Contudo, isso já está assumido de maneira indireta no que fica implícito entre os personagens de Kore-eda. Logicamente que é a aceitação disto que vai sendo trabalhada ao longo de “Assunto de Família”, porém, é a sensibilidade a qual o cineasta é capaz de conjurar que se faz uma das virtudes que o filme pode clamar possuir como poucos conseguem. O abraço acalentador de uma figura materna, que ensina o que é amor num gesto que vai além do tato e engloba a compreensão, resultando no primeiro encontro de alguém com lágrimas de alegria, é um dos mais carinhosos que o espectador pode ter.
Muito por conta do quanto Kore-eda consegue extrair de seu elenco, todo irretocável, em um trabalho conjunto encantador, onde todos os atores estão bem e são capazes de entregar necessariamente o que é preciso para que se toque o espectador. Assim, o laço familiar que se fortifica ao longo do filme passa a ser não apenas entre os personagens, mas com quem assiste ao filme. A união cada vez mais forte também cobra seu preço, pois a despedida requer um esforço no qual é preciso encontrar forças onde não mais existe alguma, seja no público, seja nos personagens.
Todos os atores têm seus momentos para brilhar, e o fazem muito bem, mas quem toma para si o protagonismo é Sakura Andô, e Kore-eda parece compreender que é preciso lhe dar licença para que ela continue a fazer isso. Assim, é importante notar como a narrativa vai parecer caminhar com as mudanças pela qual a própria personagem passa, inclusive mudanças estéticas no filme. A atriz acaba assumindo seu papel naquela família de maneira tão visceral que acolhe em si todos e tudo que ali estão, e resiste.
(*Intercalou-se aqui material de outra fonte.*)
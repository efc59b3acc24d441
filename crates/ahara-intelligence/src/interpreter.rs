// ABOUTME: Maps raw deficiency probabilities to risk and confidence tiers
// ABOUTME: Pure, deterministic tiering with configurable cut points
//
// SPDX-License-Identifier: MIT OR Apache-2.0
// Copyright (c) 2025 Ahara Nutrition Intelligence

//! Prediction interpretation
//!
//! Risk is bucketed on the probability itself, confidence on its distance from
//! the 0.5 midpoint. Probabilities outside [0, 1] are tiered as-is.

use crate::config::intelligence::InterpretationThresholds;
use ahara_core::errors::InferenceError;
use ahara_core::models::{ConfidenceLevel, InterpretedResult, LabelAssessment, RiskLevel};

/// Interpreter holding the tiering cut points
#[derive(Debug, Clone, Copy, Default, PartialEq)]
pub struct PredictionInterpreter {
    thresholds: InterpretationThresholds,
}

impl PredictionInterpreter {
    /// Create an interpreter with custom thresholds
    #[must_use]
    pub const fn new(thresholds: InterpretationThresholds) -> Self {
        Self { thresholds }
    }

    /// Thresholds in use
    #[must_use]
    pub const fn thresholds(&self) -> &InterpretationThresholds {
        &self.thresholds
    }

    /// Risk tier: low below `risk_moderate`, high at or above `risk_high`
    #[must_use]
    pub fn risk_level(&self, probability: f64) -> RiskLevel {
        if probability < self.thresholds.risk_moderate {
            RiskLevel::Low
        } else if probability < self.thresholds.risk_high {
            RiskLevel::Moderate
        } else {
            RiskLevel::High
        }
    }

    /// Confidence tier from distance to the decision boundary (strict comparisons)
    #[must_use]
    pub fn confidence_level(&self, probability: f64) -> ConfidenceLevel {
        let distance = (probability - self.thresholds.decision_boundary).abs();
        if distance > self.thresholds.confidence_high_distance {
            ConfidenceLevel::High
        } else if distance > self.thresholds.confidence_medium_distance {
            ConfidenceLevel::Medium
        } else {
            ConfidenceLevel::Low
        }
    }

    /// Interpret a probability vector against its labels, preserving order
    ///
    /// # Errors
    ///
    /// Returns `InferenceError::ShapeMismatch` if the two lengths differ
    pub fn interpret<S: AsRef<str>>(
        &self,
        probabilities: &[f64],
        labels: &[S],
    ) -> Result<InterpretedResult, InferenceError> {
        if probabilities.len() != labels.len() {
            return Err(InferenceError::shape_mismatch(
                "interpretation labels",
                labels.len(),
                probabilities.len(),
            ));
        }

        let assessments = probabilities
            .iter()
            .zip(labels)
            .map(|(&probability, label)| LabelAssessment {
                label: label.as_ref().to_owned(),
                probability,
                risk_level: self.risk_level(probability),
                confidence_level: self.confidence_level(probability),
            })
            .collect();

        Ok(InterpretedResult::new(assessments))
    }
}

/// Risk tier using the default cut points
#[must_use]
pub fn risk_level(probability: f64) -> RiskLevel {
    PredictionInterpreter::default().risk_level(probability)
}

/// Confidence tier using the default cut points
#[must_use]
pub fn confidence_level(probability: f64) -> ConfidenceLevel {
    PredictionInterpreter::default().confidence_level(probability)
}

/// Interpret probabilities using the default cut points
///
/// # Errors
///
/// Returns `InferenceError::ShapeMismatch` if the two lengths differ
pub fn interpret<S: AsRef<str>>(
    probabilities: &[f64],
    labels: &[S],
) -> Result<InterpretedResult, InferenceError> {
    PredictionInterpreter::default().interpret(probabilities, labels)
}
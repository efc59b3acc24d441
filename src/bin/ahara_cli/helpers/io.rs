// ABOUTME: JSON input/output helpers for ahara-cli
// ABOUTME: Reads from a file or stdin and writes pretty JSON to stdout
//
// SPDX-License-Identifier: MIT OR Apache-2.0
// Copyright (c) 2025 Ahara Nutrition Intelligence

use ahara::errors::AppError;
use serde::de::DeserializeOwned;
use serde::Serialize;
use std::fs;
use std::io::{self, Read, Write};
use std::path::Path;

/// Read JSON from a file, or stdin when no path (or `-`) is given
pub fn read_json<T: DeserializeOwned>(path: Option<&Path>) -> anyhow::Result<T> {
    let contents = match path.filter(|p| p.as_os_str() != "-") {
        Some(path) => fs::read_to_string(path).map_err(|e| {
            AppError::from(e).with_resource_id(path.display().to_string())
        })?,
        None => {
            let mut buffer = String::new();
            io::stdin().read_to_string(&mut buffer).map_err(AppError::from)?;
            buffer
        }
    };
    let value = serde_json::from_str(&contents)
        .map_err(|e| AppError::invalid_input(format!("Invalid JSON input: {e}")).with_source(e))?;
    Ok(value)
}

/// Write a value to stdout as pretty JSON
pub fn print_json<T: Serialize>(value: &T) -> anyhow::Result<()> {
    let json = serde_json::to_string_pretty(value).map_err(AppError::from)?;
    let mut stdout = io::stdout().lock();
    writeln!(stdout, "{json}")?;
    Ok(())
}
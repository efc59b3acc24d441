// ABOUTME: Guide and foods commands printing constitution guides and food nutrient data
// ABOUTME: Static lookups only, no model artifact required
//
// SPDX-License-Identifier: MIT OR Apache-2.0
// Copyright (c) 2025 Ahara Nutrition Intelligence

use crate::helpers::io::{print_json, read_json};
use ahara::ayurveda::{food_guide, meal_modifications, seasonal_advice, FoodGuide, Season};
use ahara::models::{Constitution, MealProfile};
use ahara::nutrient_db::search_foods;
use serde::Serialize;
use std::path::Path;

#[derive(Serialize)]
struct GuideOutput {
    constitution: Constitution,
    food_guide: &'static FoodGuide,
    #[serde(skip_serializing_if = "Option::is_none")]
    season: Option<String>,
    #[serde(skip_serializing_if = "Option::is_none")]
    seasonal_advice: Option<&'static str>,
    #[serde(skip_serializing_if = "Option::is_none")]
    meal_modifications: Option<Vec<&'static str>>,
}

/// Print the guide for a constitution
pub fn show(constitution: &str, season: Option<&str>, meal: Option<&Path>) -> anyhow::Result<()> {
    let strict = Constitution::parse(constitution);
    let lenient = Constitution::from_str_lossy(constitution);

    let modifications = match meal {
        Some(path) => {
            let profile: MealProfile = read_json(Some(path))?;
            Some(meal_modifications(strict, profile.iron, profile.vitamin_c))
        }
        None => None,
    };

    let output = GuideOutput {
        constitution: lenient,
        food_guide: food_guide(lenient),
        season: season.map(str::to_owned),
        seasonal_advice: season.map(|s| seasonal_advice(Season::parse(s), strict)),
        meal_modifications: modifications,
    };
    print_json(&output)
}

/// Print foods whose name contains `search`, or every food
pub fn foods(search: Option<&str>) -> anyhow::Result<()> {
    print_json(&search_foods(search.unwrap_or_default()))
}
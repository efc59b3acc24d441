// ABOUTME: Constants module with domain-separated organization
// ABOUTME: Feature layout, label names, tiering thresholds, and environment keys
//
// SPDX-License-Identifier: MIT OR Apache-2.0
// Copyright (c) 2025 Ahara Nutrition Intelligence

//! Constants module
//!
//! Constants are grouped into logical domains rather than being in a single
//! large list. The feature layout must match the layout the model was trained on.

/// Model input layout
pub mod features {
    /// Continuous features, in the exact order the scaler was fitted on
    pub const NUMERIC_FEATURES: [&str; 8] = [
        "calories", "protein", "carbs", "fat", "iron", "vitaminC", "age", "gender",
    ];
    /// Number of scaled continuous features
    pub const NUMERIC_FEATURE_COUNT: usize = NUMERIC_FEATURES.len();
    /// Constitution one-hot slot names, in slot order
    pub const CONSTITUTION_ENCODING: [&str; 3] = ["VATA", "PITTA", "KAPHA"];
    /// Number of one-hot constitution slots
    pub const CONSTITUTION_COUNT: usize = CONSTITUTION_ENCODING.len();
    /// Total model input width
    pub const FEATURE_VECTOR_LEN: usize = NUMERIC_FEATURE_COUNT + CONSTITUTION_COUNT;
}

/// Output label names as emitted by the model
pub mod labels {
    /// Iron deficiency label
    pub const IRON: &str = "iron_def";
    /// Vitamin C deficiency label
    pub const VITAMIN_C: &str = "vitc_def";
    /// Protein deficiency label
    pub const PROTEIN: &str = "protein_def";
    /// Model output order
    pub const OUTPUT_LABELS: [&str; 3] = [IRON, VITAMIN_C, PROTEIN];
}

/// Defaults applied to absent meal profile fields
pub mod profile_defaults {
    /// Default nutrient amount
    pub const NUTRIENT: f64 = 0.0;
    /// Default age in years
    pub const AGE: i64 = 30;
    /// Default gender indicator (0 female, 1 male)
    pub const GENDER: i64 = 0;
}

/// Fixed tiering thresholds
pub mod thresholds {
    /// Probabilities below this are low risk
    pub const RISK_MODERATE: f64 = 0.3;
    /// Probabilities at or above this are high risk
    pub const RISK_HIGH: f64 = 0.6;
    /// Undecided midpoint for confidence tiering
    pub const DECISION_BOUNDARY: f64 = 0.5;
    /// Distance from the boundary above which confidence is high
    pub const CONFIDENCE_HIGH_DISTANCE: f64 = 0.4;
    /// Distance from the boundary above which confidence is medium
    pub const CONFIDENCE_MEDIUM_DISTANCE: f64 = 0.2;
}

/// Weekly intake analysis
pub mod weekly {
    /// Averages are always taken over a full week
    pub const DAYS_PER_WEEK: f64 = 7.0;
    /// Max-min daily calorie spread that triggers a consistency insight
    pub const CALORIE_VARIATION_KCAL: f64 = 500.0;
    /// Average daily protein (g) below which a protein insight fires
    pub const LOW_PROTEIN_G: f64 = 50.0;
    /// Iron deficiency probability above which a deficiency insight fires
    pub const IRON_PROBABILITY: f64 = 0.6;
}

/// Food-list nutrient totals
pub mod food_portions {
    /// Reference amount the nutrient table is expressed per (g)
    pub const REFERENCE_PORTION_G: f64 = 100.0;
    /// Portion assumed when none is given, or the given one is zero (g)
    pub const DEFAULT_PORTION_G: f64 = 100.0;
}

/// Personalized recommendation and supplement rules
pub mod personalized {
    /// Iron deficiency probability above which iron advice is given
    pub const IRON_ADVICE_PROBABILITY: f64 = 0.5;
    /// Vitamin C deficiency probability above which vitamin C advice is given
    pub const VITAMIN_C_ADVICE_PROBABILITY: f64 = 0.5;
    /// Iron deficiency probability above which an iron supplement is suggested
    pub const IRON_SUPPLEMENT_PROBABILITY: f64 = 0.6;
    /// Vitamin C deficiency probability above which a vitamin C supplement is suggested
    pub const VITAMIN_C_SUPPLEMENT_PROBABILITY: f64 = 0.5;
    /// Health goal triggering weight management advice
    pub const GOAL_WEIGHT_LOSS: &str = "Weight Loss";
    /// Health goal triggering muscle building advice
    pub const GOAL_MUSCLE_BUILDING: &str = "Muscle Building";
    /// Health concerns triggering calming advice for Vata
    pub const VATA_CALMING_CONCERNS: [&str; 2] = ["Anxiety", "Insomnia"];
}

/// Environment variable names
pub mod env_config {
    /// Path to the JSON model artifact
    pub const MODEL_ARTIFACT: &str = "AHARA_MODEL_ARTIFACT";
    /// Toggle rayon evaluation of batch items
    pub const BATCH_PARALLEL: &str = "AHARA_BATCH_PARALLEL";
    /// Deployment environment label
    pub const ENVIRONMENT: &str = "ENVIRONMENT";
}

/// Built-in defaults for process configuration
pub mod defaults {
    /// Artifact location relative to the working directory
    pub const MODEL_ARTIFACT_PATH: &str = "models/model_artifact.json";
    /// Deployment environment
    pub const ENVIRONMENT: &str = "development";
}

/// Service identifiers used in structured logs
pub mod service_names {
    /// Main service name
    pub const AHARA: &str = "ahara";
}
Andô faz de sua personagem uma fortaleza, faz de sua personagem uma de extrema beleza, sem concessões a conivências tradicionalistas.
Assim, fica claro ao final de “Assunto de Família” a felicidade com a qual foi feita a tradução do título para o lançamento no Brasil, ousaria dizer que até mais contundente que sua versão original, mas fica o benefício da dúvida. A verdade é que o filme de Kore-eda Hirokazu é uma das grandes obras a estrear neste ano, sendo um trabalho de sensibilidade incomparável e que reserva surpresas que vão gerar questionamentos passíveis de se revisitar uma obra que possuí em seus detalhes toda uma riqueza que constrói sua grandiosidade.